→ Required action: Only the lines below starting at the one containing "fn name_map() ->" and ending at the one containing "assert_eq!(images[1].len(), 1);" belong in the answer, each copied exactly.

Input records: Begin

use async_trait::async_trait;
use tracing::debug;

use osprey_common::datum::Datum;
use osprey_common::error::VindexError;
use osprey_common::query::{BindValue, BindVars};
use osprey_topo::KeyspaceId;

use crate::cursor::VCursor;
use crate::mix::{mix, unmix};
use crate::vindex::{Cardinality, KeyspaceIdSet, Vindex, VindexCap};

/// Lookup-table-backed vindex: the table maps `from_column` values to the
/// numbers whose mixed image is the keyspace id. The owning base table
/// keeps it consistent through `Create`/`Delete`; `Generate` allocates a
/// fresh from-value via the backing table's autoincrement.
///
/// `lookup_hash_unique` expects at most one row per value and maps a
/// missing value to the unroutable sentinel; `lookup_hash_multi` returns
/// every row's image.
#[derive(Debug, Clone)]
pub struct LookupHashVindex {
    unique: bool,
    table: String,
    from_column: String,
    to_column: String,
}

impl LookupHashVindex {
    pub fn unique(
        table: impl Into<String>,
        from_column: impl Into<String>,
        to_column: impl Into<String>,
    ) -> Self {
        LookupHashVindex {
            unique: true,
            table: table.into(),
            from_column: from_column.into(),
            to_column: to_column.into(),
        }
    }

    pub fn non_unique(
        table: impl Into<String>,
        from_column: impl Into<String>,
        to_column: impl Into<String>,
    ) -> Self {
        LookupHashVindex {
            unique: false,
            table: table.into(),
            from_column: from_column.into(),
            to_column: to_column.into(),
        }
    }

    /// The stored to-value whose image is `ksid`.
    fn to_value(&self, ksid: &KeyspaceId) -> Result<i64, VindexError> {
        let raw = ksid.to_u64().ok_or_else(|| VindexError::BadValue {
            vindex: self.type_name().to_string(),
            message: format!("keyspace id {ksid} is not 8 bytes"),
        })?;
        Ok(unmix(raw) as i64)
    }

    async fn lookup(
        &self,
        cursor: &dyn VCursor,
        key: &Datum,
    ) -> Result<Vec<KeyspaceId>, VindexError> {
        let sql = format!(
            "select {} from {} where {} = :{}",
            self.to_column, self.table, self.from_column, self.from_column
        );
        let mut bind_vars = BindVars::new();
        bind_vars.insert(self.from_column.clone(), BindValue::Value(key.clone()));
        let result = cursor.execute(&sql, &bind_vars).await?;
        let mut images = Vec::with_capacity(result.rows.len());
        for row in &result.rows {
            let to = row.first().and_then(|d| d.as_i64()).ok_or_else(|| {
                VindexError::BadValue {
                    vindex: self.type_name().to_string(),
                    message: format!("non-numeric {} for {key}", self.to_column),
                }
            })?;
            images.push(KeyspaceId::from_u64(mix(to as u64)));
        }
        Ok(images)
    }
}

#[async_trait]
impl Vindex for LookupHashVindex {
    fn type_name(&self) -> &'static str {
        if self.unique {
            "lookup_hash_unique"
        } else {
            "lookup_hash_multi"
        }
    }

    fn cardinality(&self) -> Cardinality {
        if self.unique {
            Cardinality::Unique
        } else {
            Cardinality::NonUnique
        }
    }

    fn capabilities(&self) -> &[VindexCap] {
        &[
            VindexCap::Map,
            VindexCap::Verify,
            VindexCap::Create,
            VindexCap::Delete,
            VindexCap::Generate,
        ]
    }

    async fn map(
        &self,
        cursor: &dyn VCursor,
        keys: &[Datum],
    ) -> Result<Vec<KeyspaceIdSet>, VindexError> {
        let mut out = Vec::with_capacity(keys.len());
        for key in keys {
            let images = self.lookup(cursor, key).await?;
            if self.unique {
                match images.len() {
                    0 => out.push(vec![KeyspaceId::MIN]),
                    1 => out.push(images),
                    _ => {
                        return Err(VindexError::DuplicateLookup {
                            vindex: self.type_name().to_string(),
                            value: key.to_string(),
                        })
                    }
                }
            } else {
                out.push(images);
            }
        }
        Ok(out)
    }

    async fn verify(
        &self,
        cursor: &dyn VCursor,
        value: &Datum,
        ksid: &KeyspaceId,
    ) -> Result<bool, VindexError> {
        let sql = format!(
            "select {} from {} where {} = :{} and {} = :{}",
            self.from_column,
            self.table,
            self.from_column,
            self.from_column,
            self.to_column,
            self.to_column
        );
        let mut bind_vars = BindVars::new();
        bind_vars.insert(self.from_column.clone(), BindValue::Value(value.clone()));
        bind_vars.insert(
            self.to_column.clone(),
            BindValue::Value(Datum::Int64(self.to_value(ksid)?)),
        );
        let result = cursor.execute(&sql, &bind_vars).await?;
        Ok(!result.rows.is_empty())
    }

    async fn create(
        &self,
        cursor: &dyn VCursor,
        value: &Datum,
        ksid: Option<&KeyspaceId>,
    ) -> Result<(), VindexError> {
        let ksid = ksid.ok_or_else(|| self.unsupported("Create without a keyspace id"))?;
        let sql = format!(
            "insert into {}({}, {}) values(:{}, :{})",
            self.table, self.from_column, self.to_column, self.from_column, self.to_column
        );
        let mut bind_vars = BindVars::new();
        bind_vars.insert(self.from_column.clone(), BindValue::Value(value.clone()));
        bind_vars.insert(
            self.to_column.clone(),
            BindValue::Value(Datum::Int64(self.to_value(ksid)?)),
        );
        cursor.execute(&sql, &bind_vars).await?;
        Ok(())
    }

    async fn delete(
        &self,
        cursor: &dyn VCursor,
        values: &[Datum],
        ksid: &KeyspaceId,
    ) -> Result<(), VindexError> {
        let sql = format!(
            "delete from {} where {} in ::{} and {} = :{}",
            self.table, self.from_column, self.from_column, self.to_column, self.to_column
        );
        let mut bind_vars = BindVars::new();
        bind_vars.insert(self.from_column.clone(), BindValue::List(values.to_vec()));
        bind_vars.insert(
            self.to_column.clone(),
            BindValue::Value(Datum::Int64(self.to_value(ksid)?)),
        );
        debug!(
            vindex = self.type_name(),
            table = %self.table,
            entries = values.len(),
            "deleting owned vindex entries"
        );
        cursor.execute(&sql, &bind_vars).await?;
        Ok(())
    }

    async fn generate(
        &self,
        cursor: &dyn VCursor,
        ksid: Option<&KeyspaceId>,
    ) -> Result<i64, VindexError> {
        let ksid = ksid.ok_or_else(|| self.unsupported("Generate without a keyspace id"))?;
        let sql = format!(
            "insert into {}({}, {}) values(null, :{})",
            self.table, self.from_column, self.to_column, self.to_column
        );
        let mut bind_vars = BindVars::new();
        bind_vars.insert(
            self.to_column.clone(),
            BindValue::Value(Datum::Int64(self.to_value(ksid)?)),
        );
        let result = cursor.execute(&sql, &bind_vars).await?;
        if result.insert_id == 0 {
            return Err(VindexError::NoGeneratedId {
                vindex: self.type_name().to_string(),
            });
        }
        Ok(result.insert_id as i64)
    }
}

#[cfg(test)]
mod tests {
    use super::*;
    use osprey_common::error::RouterError;
    use osprey_common::query::{Field, QueryResult};
    use std::sync::Mutex;

    struct FakeCursor {
        log: Mutex<Vec<(String, BindVars)>>,
        results: Mutex<Vec<QueryResult>>,
    }

    impl FakeCursor {
        fn new(results: Vec<QueryResult>) -> Self {
            FakeCursor {
                log: Mutex::new(Vec::new()),
                results: Mutex::new(results),
            }
        }

        fn executed(&self) -> Vec<(String, BindVars)> {
            self.log.lock().unwrap().clone()
        }
    }

    #[async_trait]
    impl VCursor for FakeCursor {
        async fn execute(
            &self,
            sql: &str,
            bind_vars: &BindVars,
        ) -> Result<QueryResult, RouterError> {
            self.log
                .lock()
                .unwrap()
                .push((sql.to_string(), bind_vars.clone()));
            let mut results = self.results.lock().unwrap();
            if results.is_empty() {
                Ok(QueryResult::default())
            } else {
                Ok(results.remove(0))
            }
        }
    }

    fn rows_of(to_values: &[i64]) -> QueryResult {
        QueryResult {
            fields: vec![Field::new("user_id")],
            rows: to_values.iter().map(|v| vec![Datum::Int64(*v)]).collect(),
            ..Default::default()
        }
    }

    fn music_map() -> LookupHashVindex {
        LookupHashVindex::unique("music_user_map", "music_id", "user_id")
    }

    fn name_map() -> LookupHashVindex {
        LookupHashVindex::non_unique("name_user_map", "name", "user_id")
    }

    #[tokio::test]
    async fn test_unique_map_hits_backing_table() {
        let v = music_map();
        let cursor = FakeCursor::new(vec![rows_of(&[42])]);
        let images = v.map(&cursor, &[Datum::Int64(7)]).await.unwrap();
        assert_eq!(images, vec![vec![KeyspaceId::from_u64(mix(42))]]);
        let log = cursor.executed();
        assert_eq!(
            log[0].0,
            "select user_id from music_user_map where music_id = :music_id"
        );
        assert_eq!(log[0].1["music_id"], BindValue::Value(Datum::Int64(7)));
    }

    #[tokio::test]
    async fn test_unique_map_missing_row_is_unroutable() {
        let v = music_map();
        let cursor = FakeCursor::new(vec![rows_of(&[])]);
        let images = v.map(&cursor, &[Datum::Int64(7)]).await.unwrap();
        assert_eq!(images, vec![vec![KeyspaceId::MIN]]);
    }

    #[tokio::test]
    async fn test_unique_map_duplicate_rows_error() {
        let v = music_map();
        let cursor = FakeCursor::new(vec![rows_of(&[1, 2])]);
        let err = v.map(&cursor, &[Datum::Int64(7)]).await.unwrap_err();
        assert!(matches!(err, VindexError::DuplicateLookup { .. }));
    }

    #[tokio::test]
    async fn test_multi_map_fans_out() {
        let v = name_map();
        let cursor = FakeCursor::new(vec![rows_of(&[1, 2]), rows_of(&[3])]);
        let images = v
            .map(
                &cursor,
                &[Datum::Text("alice".into()), Datum::Text("bob".into())],
            )
            .await
            .unwrap();
        assert_eq!(images[0].len(), 2);
        assert_eq!(images[1].len(), 1);
        assert_eq!(images[1][0], KeyspaceId::from_u64(mix(3)));
    }

    #[tokio::test]
    async fn test_create_binds_unmixed_to_value() {
        let v = music_map();
        let cursor = FakeCursor::new(vec![]);
        let ksid = KeyspaceId::from_u64(mix(42));
        v.create(&cursor, &Datum::Int64(7), Some(&ksid)).await.unwrap();
        let log = cursor.executed();
        assert_eq!(
            log[0].0,
            "insert into music_user_map(music_id, user_id) values(:music_id, :user_id)"
        );
        assert_eq!(log[0].1["user_id"], BindValue::Value(Datum::Int64(42)));
    }

    #[tokio::test]
    async fn test_create_requires_keyspace_id() {
        let v = music_map();
        let cursor = FakeCursor::new(vec![]);
        let err = v.create(&cursor, &Datum::Int64(7), None).await.unwrap_err();
        assert!(matches!(err, VindexError::Unsupported { .. }));
    }

    #[tokio::test]
    async fn test_delete_scopes_by_to_value() {
        let v = name_map();
        let cursor = FakeCursor::new(vec![]);
        let ksid = KeyspaceId::from_u64(mix(42));
        v.delete(
            &cursor,
            &[Datum::Text("alice".into()), Datum::Text("bob".into())],
            &ksid,
        )
        .await
        .unwrap();
        let log = cursor.executed();
        assert_eq!(
            log[0].0,
            "delete from name_user_map where name in ::name and user_id = :user_id"
        );
        assert_eq!(
            log[0].1["name"],
            BindValue::List(vec![Datum::Text("alice".into()), Datum::Text("bob".into())])
        );
        assert_eq!(log[0].1["user_id"], BindValue::Value(Datum::Int64(42)));
    }

    #[tokio::test]
    async fn test_generate_inserts_null_from_value() {
        let v = music_map();
        let cursor = FakeCursor::new(vec![QueryResult {
            insert_id: 4,
            ..Default::default()
        }]);
        let ksid = KeyspaceId::from_u64(mix(42));
        let generated = v.generate(&cursor, Some(&ksid)).await.unwrap();
        assert_eq!(generated, 4);
        let log = cursor.executed();
        assert_eq!(
            log[0].0,
            "insert into music_user_map(music_id, user_id) values(null, :user_id)"
        );
        assert_eq!(log[0].1["user_id"], BindValue::Value(Datum::Int64(42)));
    }

    #[tokio::test]
    async fn test_verify_checks_pairing() {
        let v = music_map();
        let cursor = FakeCursor::new(vec![rows_of(&[7])]);
        let ksid = KeyspaceId::from_u64(mix(42));
        assert!(v.verify(&cursor, &Datum::Int64(7), &ksid).await.unwrap());
        let log = cursor.executed();
        assert_eq!(
            log[0].0,
            "select music_id from music_user_map where music_id = :music_id and user_id = :user_id"
        );

        let cursor = FakeCursor::new(vec![rows_of(&[])]);
        assert!(!v.verify(&cursor, &Datum::Int64(7), &ksid).await.unwrap());
    }

    #[tokio::test]
    async fn test_callback_errors_pass_through() {
        struct FailingCursor;

        #[async_trait]
        impl VCursor for FailingCursor {
            async fn execute(
                &self,
                _sql: &str,
                _bind_vars: &BindVars,
            ) -> Result<QueryResult, RouterError> {
                Err(RouterError::Scatter("shard down".into()))
            }
        }

        let v = music_map();
        let err = v.map(&FailingCursor, &[Datum::Int64(7)]).await.unwrap_err();
        assert!(matches!(err, VindexError::Callback(_)));
        assert!(err.to_string().contains("shard down"));
    }
}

Input records: End

→ Result of this exercise:
    fn name_map() -> LookupHashVindex {
        LookupHashVindex::non_unique("name_user_map", "name", "user_id")
    }

    #[tokio::test]
    async fn test_unique_map_hits_backing_table() {
        let v = music_map();
        let cursor = FakeCursor::new(vec![rows_of(&[42])]);
        let images = v.map(&cursor, &[Datum::Int64(7)]).await.unwrap();
        assert_eq!(images, vec![vec![KeyspaceId::from_u64(mix(42))]]);
        let log = cursor.executed();
        assert_eq!(
            log[0].0,
            "select user_id from music_user_map where music_id = :music_id"
        );
        assert_eq!(log[0].1["music_id"], BindValue::Value(Datum::Int64(7)));
    }

    #[tokio::test]
    async fn test_unique_map_missing_row_is_unroutable() {
        let v = music_map();
        let cursor = FakeCursor::new(vec![rows_of(&[])]);
        let images = v.map(&cursor, &[Datum::Int64(7)]).await.unwrap();
        assert_eq!(images, vec![vec![KeyspaceId::MIN]]);
    }

    #[tokio::test]
    async fn test_unique_map_duplicate_rows_error() {
        let v = music_map();
        let cursor = FakeCursor::new(vec![rows_of(&[1, 2])]);
        let err = v.map(&cursor, &[Datum::Int64(7)]).await.unwrap_err();
        assert!(matches!(err, VindexError::DuplicateLookup { .. }));
    }

    #[tokio::test]
    async fn test_multi_map_fans_out() {
        let v = name_map();
        let cursor = FakeCursor::new(vec![rows_of(&[1, 2]), rows_of(&[3])]);
        let images = v
            .map(
                &cursor,
                &[Datum::Text("alice".into()), Datum::Text("bob".into())],
            )
            .await
            .unwrap();
        assert_eq!(images[0].len(), 2);
        assert_eq!(images[1].len(), 1);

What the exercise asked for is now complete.